Engineering subprogramme, 7 November 2006

Engineering subprogramme, 7 November 2006 Tony O’Hagan

Outline Three parts: • Turbofan engine vibration model • Reification • Predictors and validation

Part 1: The new model

Turbofan vibration model • Rolls-Royce, Derby, UK • Maker of civil aeroplane engines • Simulator of a fan assembly • Our example has 24 blades • Primary concern is with vibration • If amplitude is too high on any one blade it may break • In effect this will destroy the engine Rolls-Royce Trent 500 engine

Model details • 24 inputs are vibration resonant frequency of each blade • 24 outputs are amplitude of vibration for each blade • Other factors • Amount of damping – more results in more complex behaviour and longer model run times • Model resolution – it’s possible to run the solver on higher or lower resolution grids • Could also vary e.g. number of blades, operating rpm and temperature

Parameter uncertainty • It’s not possible to manufacture and assemble blades to be all identical and perfectly oriented • Variation in resonant frequencies of blades creates complex variations in their vibration amplitude • Uncertainty distribution on each model input is the distribution achieved within manufacturing tolerances • Question:Given an assembly of bladessampled from this distribution,what is the risk of high amplitudevibrations resulting?

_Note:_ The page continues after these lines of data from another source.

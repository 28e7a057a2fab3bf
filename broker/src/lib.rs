// Copyright (c) Microsoft Corporation.
// Licensed under the MIT License.

#![warn(missing_docs)]

//! MQTT version 5.0 client library providing flexibility for decoupled asynchronous applications

pub mod connection_settings;
pub mod control_packet;
pub mod error;
pub mod interface;
pub mod session;
pub mod topic;

mod rumqttc_adapter;

#[macro_use]
extern crate derive_builder;

//----------------------------------------------------------------------

/// Include the README doc on a struct when running doctests to validate that the code in the
/// README can compile to verify that it has not rotted.
/// Note that any code that requires network or environment setup will not be able to run,
/// and thus should be annotated by "no_run" in the README.
#[doc = include_str!("../README.md")]
#[cfg(doctest)]
struct ReadmeDoctests;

Emulation • Strategy: • Emulate single output = blade 1 amplitude • 24 inputs = frequencies of blades 1 to 24 • Because of rotational symmetry, each model run gives up to 24 design points • Simulate random blade assemblies • Results • Output depends most strongly on blade 1 input • Also on neighbouring inputs, 2 and 24, etc • But high-order dependencies on all inputs • So far we’ve failed to emulate accurately even with very many design points

Challenges • What’s going on here? • Can we find a way to achieve the original strategy? • Should we try instead to emulate max amplitude? • This may also be badly behaved!

Part 2: Reification

Reification – background • Kennedy & O’Hagan (2001), “Bayesian calibration of computer models” • KO’H henceforth • Goldstein & Rougier (2006), “Reified Bayesian modelling and inference for physical systems” • GR henceforth • GR discuss two problems with KO’H • Meaning of calibration parameters is unclear • Assuming stationary model discrepancy, independent of code, is inconsistent if better models are possible • Reification is their solution

Meaning of calibration parameters • The model is wrong • We need prior distributions for calibration parameters • Some may just be tuning parameters with no physical meaning • How can we assign priors to these? • Even for those that have physical meanings, the model may fit observational data better with wrong values • What does a prior mean for a parameter in a wrong model?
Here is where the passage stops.